Practical Strategies for Working on Dialysis
It’s important to have practical strategies in place to ensure that you’re able to stick to your dialysis routine and still have time for work.
- Make sure you have flexible work hours/willingness at your workplace: Find out if there are flexible working arrangements that can cater to your dialysis schedule, and if need be, consider asking for accommodation if your workplace is compliant.
- Learn about remote working options: Depending on the type of job you have, there may be opportunities where you can do some or all of your work remotely. Doing this will give you more control over your schedule and could help you better manage your time between dialysis and work.
- Don’t forget breaks: Breaks are essential when it comes to taking care of yourself, so make sure you take the time to rest. It’s perfectly ok (and recommended) to take breaks during a busy day—all it requires is a little bit of planning ahead!
- Speak up about situations where you feel overwhelmed: This includes speaking up if something at work is impacting your health negatively or draining too much energy away from doing regular dialysis treatments. It’s important that everyone understands how much effort just staying afloat takes with a chronic illness like peritoneal dialysis, and work colleagues need to be aware that they can be part of the solution.
Resources and Support
It’s important to remember that you’re not alone in this journey. There are resources and support groups available to help. It’s a good idea to talk to your healthcare team and dialysis center about how to balance work and treatments. They’re a valuable source of information when it comes to managing your schedule, as well as any potential health risks associated with working while on dialysis.

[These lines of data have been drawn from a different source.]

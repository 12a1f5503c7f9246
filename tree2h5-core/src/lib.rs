//! tree2h5-core: Schemas and input handling for the tree exporter.
//!
//! This crate provides the declarative tree schemas and the file-list
//! plumbing shared by the conversion pipeline and the CLI.
//!

pub mod error;
pub mod filelist;
pub mod schema;

pub use error::{Error, Result};
pub use filelist::{derive_output_path, read_file_list};
pub use schema::{ColumnType, FieldDef, TreeSchema, EXPORT_TREES};
//! End-to-end conversion pipeline.
//!
//! One call converts a file list into a flat HDF5 container: derive the
//! output path, create the container (overwriting any previous file), open
//! the three tree chains, then export each tree in fixed order. Reporting
//! crosses this boundary as [`ProgressEvent`]s so the binary owns all
//! console output.

use crate::chain::TreeChain;
use crate::writer::Hdf5TreeLayout;
use crate::Result;
use hdf5::File;
use std::path::{Path, PathBuf};
use tree2h5_core::{derive_output_path, read_file_list, EXPORT_TREES};

/// Interval between export progress notices, in entries.
const PROGRESS_INTERVAL: usize = 1000;

/// Progress events emitted during a conversion.
///
/// Informational only; the conversion behaves identically whatever the
/// observer does with them.
#[derive(Debug, Clone, Copy, PartialEq, Eq)]
pub enum ProgressEvent {
    /// A tree chain was opened and its total entry count is known.
    ChainOpened {
        tree: &'static str,
        entries: usize,
    },
    /// A group and its datasets were created in the output container.
    LayoutCreated {
        tree: &'static str,
        fields: usize,
    },
    /// A 1000-entry boundary was reached while exporting `tree`.
    Exported {
        tree: &'static str,
        processed: usize,
        total: usize,
    },
}

/// Per-tree conversion result.
#[derive(Debug, Clone, Copy, PartialEq, Eq)]
pub struct TreeSummary {
    /// Tree (and group) name.
    pub tree: &'static str,
    /// Entries exported.
    pub entries: usize,
}

/// Conversion result summary.
#[derive(Debug, Clone, PartialEq, Eq)]
pub struct ExportSummary {
    /// Path of the written container.
    pub output: PathBuf,
    /// Per-tree entry counts, in export order.
    pub trees: Vec<TreeSummary>,
}

/// Converts every tree listed in `EXPORT_TREES` from the sources named in
/// the file list into `<list stem>.h5`.
///
/// The output container is created fresh before any source is opened and
/// closed exactly once when the last tree has been exported. Any failure
/// propagates immediately; a partially written container is left behind
/// as-is.
///
/// # Errors
/// Returns an error if the list cannot be read, the container cannot be
/// created, a source file is missing a tree or branch, or any read or
/// write fails.
pub fn convert_file_list<F>(list_path: &Path, mut on_event: F) -> Result<ExportSummary>
where
    F: FnMut(&ProgressEvent),
{
    let output = derive_output_path(list_path)?;
    let file = File::create(&output)?;
    let files = read_file_list(list_path)?;

    let mut chains = Vec::with_capacity(EXPORT_TREES.len());
    for schema in &EXPORT_TREES {
        let chain = TreeChain::open(*schema, &files)?;
        on_event(&ProgressEvent::ChainOpened {
            tree: chain.name(),
            entries: chain.entries(),
        });
        chains.push(chain);
    }

    let mut trees = Vec::with_capacity(chains.len());
    for chain in &chains {
        let layout = Hdf5TreeLayout::create(&file, chain.schema(), chain.entries())?;
        on_event(&ProgressEvent::LayoutCreated {
            tree: chain.name(),
            fields: chain.schema().field_count(),
        });

        export_chain(&layout, chain, &mut on_event)?;
        trees.push(TreeSummary {
            tree: chain.name(),
            entries: chain.entries(),
        });
    }

    drop(file);
    Ok(ExportSummary { output, trees })
}

/// Copies every block of the chain into the layout, in file-list order.
///
/// Entry `i` of every column lands at dataset index `i`; a progress event
/// fires at each `PROGRESS_INTERVAL` boundary a block crosses, matching
/// the cadence of an entry-by-entry copy.
fn export_chain<F>(layout: &Hdf5TreeLayout, chain: &TreeChain, on_event: &mut F) -> Result<()>
where
    F: FnMut(&ProgressEvent),
{
    let total = chain.entries();
    let mut cursor = 0usize;

    for index in 0..chain.file_count() {
        let block = chain.read_block(index)?;
        layout.write_block(cursor, &block.columns)?;

        let next = cursor + block.entries;
        let mut boundary = cursor.div_ceil(PROGRESS_INTERVAL) * PROGRESS_INTERVAL;
        while boundary < next {
            on_event(&ProgressEvent::Exported {
                tree: chain.name(),
                processed: boundary,
                total,
            });
            boundary += PROGRESS_INTERVAL;
        }
        cursor = next;
    }

    Ok(())
}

There are also programs specifically designed for individuals who are working while on dialysis, such as the National Kidney Foundation’s program called “Enhancing Life Through Employment” (ELTE). Through ELTE, you can find resources like job training and job search assistance, as well as support groups and counseling services.
These resources can make all the difference when it comes to managing work responsibilities and dialysis treatments, so don’t be afraid to reach out!
Reaching your work goals while on dialysis can seem daunting, but with these five tips, you can make it happen. First, be open with your boss and coworkers about your situation and what you need to maintain your treatment schedule. Second, make sure to take care of yourself and get the rest and nutrition you need. Third, set realistic goals and timelines for your work projects. Fourth, use your free time wisely to get ahead on your work. And finally, don’t be afraid to ask for help when you need it. With these tips, you can reach your work goals while on dialysis and maintain your treatment schedule.